_Work request_.
Transcribe the records below exactly, from their first line through the line containing "the character sheet". Omit every line after it.

_Dataset entries_.
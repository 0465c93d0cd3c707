//! Status and history commands

use anyhow::Result;

use xpquest::progression::streaks::{self, DIAMOND_STREAK_DAYS};
use xpquest::store::StateStore;

use super::progress_bar;

/// Show the character sheet
pub fn status_command(store: &StateStore) -> Result<()> {
    let state = store.load()?;
    let progress = state.level_progress();

    println!(
        "Level {}  {} {} / {} XP",
        state.level,
        progress_bar(progress.fraction(), 20),
        progress.current,
        progress.required
    );
    println!("Total XP earned: {}", state.total_xp());

    if state.show_level_up_modal {
        println!(
            "\n*** LEVEL UP! You reached level {}. (`xpquest ack` to dismiss) ***",
            state.level
        );
    }

    println!(
        "\nStreak: {} {}  rank {}  {}",
        state.streak,
        if state.streak == 1 { "day" } else { "days" },
        state.streak_rank(),
        progress_bar(streaks::diamond_progress(state.streak), DIAMOND_STREAK_DAYS as usize)
    );
    if let Some(last) = state.last_completed_date {
        println!("Last completion: {}", last);
    }

    println!("\nStats:");
    for (skill, value) in state.stats.iter() {
        println!("  {:<13} {}", skill.label(), value);
    }

    println!(
        "\nToday: {}/{} quests done",
        state.completed_today(),
        state.habits().len()
    );

    if state.avatar_url.is_some() {
        println!("Avatar: set");
    }

    Ok(())
}

/// Show the completion history in calendar order
pub fn history_command(store: &StateStore) -> Result<()> {
    let state = store.load()?;
    let history = &state.completion_history;

    if history.is_empty() {
        println!("No history yet.");
        return Ok(());
    }

    println!("Weekly progress:\n");
    for entry in history.sorted_by_date() {
        println!(
            "  {}  {:>2}/{:<2} {} {:>3}%",
            entry.date.format("%a %b %e"),
            entry.completed,
            entry.scheduled,
            progress_bar(entry.completion_rate() as f32 / 100.0, 10),
            entry.completion_rate()
        );
    }

    println!("\nAverage completion: {}%", history.average_completion_rate());
    if let Some(latest) = history.latest() {
        println!("Latest day: {}/{}", latest.completed, latest.scheduled);
    }

    Ok(())
}
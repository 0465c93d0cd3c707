//! Configuration file I/O operations

use std::fs::OpenOptions;
use std::io::Write;
use std::path::{Path, PathBuf};

use anyhow::{Context, Result, bail};

use super::Config;

/// Default configuration content for `xpquest init`
pub const DEFAULT_CONFIG: &str = r#"# XPQuest Configuration
# ======================
#
# Turn your daily habits into quests. Every option below has a default,
# so you only need to keep the lines you change.

[settings]
# Where the state document (xpquest-storage.json) and the daily reset
# marker are kept. Defaults to ~/.xpquest
# data_dir = "/home/me/.xpquest"

# XP reward for `xpquest add` when --xp is not given (1-100)
default_xp_reward = 10

[avatar]
# Edge length in pixels of the square avatar
size = 400
# JPEG quality of the stored avatar (1-100)
quality = 90
"#;

impl Config {
    /// Get the global config directory path (~/.xpquest/)
    pub fn global_config_dir() -> PathBuf {
        dirs::home_dir()
            .unwrap_or_else(|| PathBuf::from("."))
            .join(".xpquest")
    }

    /// Get the global config file path (~/.xpquest/config.toml)
    pub fn global_config_path() -> PathBuf {
        Self::global_config_dir().join("config.toml")
    }

    /// Load configuration from a file
    pub fn from_file(path: &Path) -> Result<Self> {
        let content = std::fs::read_to_string(path)
            .with_context(|| format!("Failed to read config file: {}", path.display()))?;

        let config: Config = toml::from_str(&content)
            .with_context(|| format!("Failed to parse config file: {}", path.display()))?;

        Ok(config)
    }

    /// Load configuration from `path`, or from the global location when
    /// `path` is None. A missing global file yields the defaults.
    pub fn load(path: Option<&Path>) -> Result<Self> {
        match path {
            Some(path) => Self::from_file(path),
            None => {
                let global_path = Self::global_config_path();
                if global_path.exists() {
                    Self::from_file(&global_path)
                } else {
                    tracing::debug!("No config at {}, using defaults", global_path.display());
                    Ok(Self::default())
                }
            }
        }
    }

    /// Write the documented default config to `path`
    pub fn write_default(path: &Path, force: bool) -> Result<()> {
        if path.exists() && !force {
            bail!(
                "Config file already exists: {}. Use --force to overwrite.",
                path.display()
            );
        }

        if let Some(parent) = path.parent() {
            std::fs::create_dir_all(parent).with_context(|| {
                format!("Failed to create config directory: {}", parent.display())
            })?;
        }

        let mut file = OpenOptions::new()
            .write(true)
            .create(true)
            .truncate(true)
            .open(path)
            .with_context(|| format!("Failed to create config file: {}", path.display()))?;

        file.write_all(DEFAULT_CONFIG.as_bytes())
            .with_context(|| "Failed to write config content")?;

        Ok(())
    }
}
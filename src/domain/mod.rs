//! Core domain types for XPQuest

mod habit;
mod stats;

pub use habit::{
    Habit, HabitDraft, HabitId, HabitType, HabitValidationError, MAX_XP_REWARD, MIN_XP_REWARD,
};
pub use stats::{CharacterStats, SkillType};
//! XP and Level system
//!
//! XP is tracked per level: `xp` is what has been earned since the last
//! level-up, and advancing past level `n` costs `n * 50`.

/// XP cost per level step
pub const XP_PER_LEVEL_STEP: u32 = 50;

/// XP needed to go from `level` to `level + 1`
pub fn xp_required_to_advance(level: u32) -> u32 {
    level.saturating_mul(XP_PER_LEVEL_STEP)
}

/// Spend `xp` down against the thresholds starting at `level`.
///
/// Returns `(new_level, remaining_xp, levels_gained)`. The remainder is
/// always below `xp_required_to_advance(new_level)`.
pub fn resolve_level_ups(level: u32, xp: u32) -> (u32, u32, u32) {
    let mut level = level.max(1);
    let mut remaining = xp;
    let mut gained = 0;

    loop {
        let required = xp_required_to_advance(level);
        if remaining < required {
            break;
        }
        remaining -= required;
        level = level.saturating_add(1);
        gained += 1;
    }

    (level, remaining, gained)
}

/// Lifetime XP for a character at `level` holding `xp` within that level
pub fn total_xp(level: u32, xp: u32) -> u64 {
    // 50 * (1 + 2 + ... + (level - 1))
    let level = u64::from(level.max(1));
    (level - 1)
        .saturating_mul(level)
        .saturating_mul(u64::from(XP_PER_LEVEL_STEP) / 2)
        .saturating_add(u64::from(xp))
}

/// Progress through the current level, for XP bars
#[derive(Debug, Clone, Copy, PartialEq, Eq)]
pub struct LevelProgress {
    pub level: u32,
    pub current: u32,
    pub required: u32,
}

impl LevelProgress {
    pub fn new(level: u32, xp: u32) -> Self {
        Self {
            level,
            current: xp,
            required: xp_required_to_advance(level),
        }
    }

    /// Calculate progress fraction to next level (0.0 - 1.0)
    pub fn fraction(&self) -> f32 {
        if self.required == 0 {
            return 1.0;
        }
        (self.current as f32 / self.required as f32).min(1.0)
    }

    /// XP still missing before the next level-up
    pub fn remaining(&self) -> u32 {
        self.required.saturating_sub(self.current)
    }
}
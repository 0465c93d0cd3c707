//! Streak tracking
//!
//! A streak counts consecutive calendar days with at least one completed
//! habit. Days are local calendar days without a time component.

use chrono::{Local, NaiveDate};

/// Streak length at which the Diamond rank is reached
pub const DIAMOND_STREAK_DAYS: u32 = 30;

/// Get today's local calendar day
pub fn today() -> NaiveDate {
    Local::now().date_naive()
}

/// What a completion does to the streak
#[derive(Debug, Clone, Copy, PartialEq, Eq)]
pub enum StreakChange {
    /// Already counted today
    Unchanged(u32),
    /// First completion ever
    Started,
    /// Continued from the previous completion day
    Extended(u32),
    /// Too many days missed, back to 1
    Reset,
}

impl StreakChange {
    /// The streak value after the change
    pub fn count(&self) -> u32 {
        match self {
            StreakChange::Unchanged(count) | StreakChange::Extended(count) => *count,
            StreakChange::Started | StreakChange::Reset => 1,
        }
    }
}

/// Decide the new streak for a completion on `today`.
///
/// A gap of one day or less (including a negative gap when the clock moved
/// backwards) continues the streak.
pub fn next_streak(last_completed: Option<NaiveDate>, today: NaiveDate, current: u32) -> StreakChange {
    let Some(last) = last_completed else {
        return StreakChange::Started;
    };

    if last == today {
        return StreakChange::Unchanged(current);
    }

    let days_since = (today - last).num_days();
    if days_since <= 1 {
        StreakChange::Extended(current.saturating_add(1))
    } else {
        StreakChange::Reset
    }
}

/// Streak milestone ranks
#[derive(Debug, Clone, Copy, PartialEq, Eq, PartialOrd, Ord)]
pub enum StreakRank {
    Novice,
    Bronze,
    Silver,
    Gold,
    Diamond,
}

impl StreakRank {
    pub fn for_streak(streak: u32) -> Self {
        match streak {
            s if s >= DIAMOND_STREAK_DAYS => Self::Diamond,
            s if s >= 14 => Self::Gold,
            s if s >= 7 => Self::Silver,
            s if s >= 3 => Self::Bronze,
            _ => Self::Novice,
        }
    }

    pub fn label(&self) -> &'static str {
        match self {
            Self::Novice => "Novice",
            Self::Bronze => "Bronze",
            Self::Silver => "Silver",
            Self::Gold => "Gold",
            Self::Diamond => "Diamond",
        }
    }
}

impl std::fmt::Display for StreakRank {
    fn fmt(&self, f: &mut std::fmt::Formatter<'_>) -> std::fmt::Result {
        write!(f, "{}", self.label())
    }
}

/// Progress toward the Diamond rank (0.0 - 1.0)
pub fn diamond_progress(streak: u32) -> f32 {
    (streak as f32 / DIAMOND_STREAK_DAYS as f32).min(1.0)
}
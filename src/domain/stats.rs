use serde::{Deserialize, Serialize};

/// The skill a habit trains
#[derive(Debug, Clone, Copy, PartialEq, Eq, Hash, Serialize, Deserialize)]
#[serde(rename_all = "lowercase")]
pub enum SkillType {
    Strength,
    Intelligence,
    Wisdom,
    Charisma,
    Agility,
}

impl SkillType {
    /// All skills in display order
    pub const ALL: [SkillType; 5] = [
        SkillType::Strength,
        SkillType::Intelligence,
        SkillType::Wisdom,
        SkillType::Charisma,
        SkillType::Agility,
    ];

    pub fn as_str(&self) -> &'static str {
        match self {
            Self::Strength => "strength",
            Self::Intelligence => "intelligence",
            Self::Wisdom => "wisdom",
            Self::Charisma => "charisma",
            Self::Agility => "agility",
        }
    }

    pub fn label(&self) -> &'static str {
        match self {
            Self::Strength => "Strength",
            Self::Intelligence => "Intelligence",
            Self::Wisdom => "Wisdom",
            Self::Charisma => "Charisma",
            Self::Agility => "Agility",
        }
    }
}

impl std::fmt::Display for SkillType {
    fn fmt(&self, f: &mut std::fmt::Formatter<'_>) -> std::fmt::Result {
        write!(f, "{}", self.as_str())
    }
}

impl std::str::FromStr for SkillType {
    type Err = String;

    fn from_str(s: &str) -> Result<Self, Self::Err> {
        match s.trim().to_lowercase().as_str() {
            "strength" | "str" => Ok(Self::Strength),
            "intelligence" | "int" => Ok(Self::Intelligence),
            "wisdom" | "wis" => Ok(Self::Wisdom),
            "charisma" | "cha" => Ok(Self::Charisma),
            "agility" | "agi" => Ok(Self::Agility),
            other => Err(format!(
                "Unknown skill '{}' (expected strength, intelligence, wisdom, charisma or agility)",
                other
            )),
        }
    }
}

/// Per-skill character counters. Each starts at 1 and only ever goes up.
#[derive(Debug, Clone, Copy, PartialEq, Eq, Serialize, Deserialize)]
pub struct CharacterStats {
    pub strength: u32,
    pub intelligence: u32,
    pub wisdom: u32,
    pub charisma: u32,
    pub agility: u32,
}

impl Default for CharacterStats {
    fn default() -> Self {
        Self {
            strength: 1,
            intelligence: 1,
            wisdom: 1,
            charisma: 1,
            agility: 1,
        }
    }
}

impl CharacterStats {
    pub fn get(&self, skill: SkillType) -> u32 {
        match skill {
            SkillType::Strength => self.strength,
            SkillType::Intelligence => self.intelligence,
            SkillType::Wisdom => self.wisdom,
            SkillType::Charisma => self.charisma,
            SkillType::Agility => self.agility,
        }
    }

    /// Bump one counter by exactly 1, returning its new value
    pub fn increment(&mut self, skill: SkillType) -> u32 {
        let counter = match skill {
            SkillType::Strength => &mut self.strength,
            SkillType::Intelligence => &mut self.intelligence,
            SkillType::Wisdom => &mut self.wisdom,
            SkillType::Charisma => &mut self.charisma,
            SkillType::Agility => &mut self.agility,
        };
        *counter = counter.saturating_add(1);
        *counter
    }

    /// (skill, value) pairs in display order
    pub fn iter(&self) -> impl Iterator<Item = (SkillType, u32)> + '_ {
        SkillType::ALL.into_iter().map(|skill| (skill, self.get(skill)))
    }
}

_Result for this exercise_.
repository 0465c93d0cd3c707
//! Status and history commands

use anyhow::Result;

use xpquest::progression::streaks::{self, DIAMOND_STREAK_DAYS};
use xpquest::store::StateStore;

use super::progress_bar;

/// Show the character sheet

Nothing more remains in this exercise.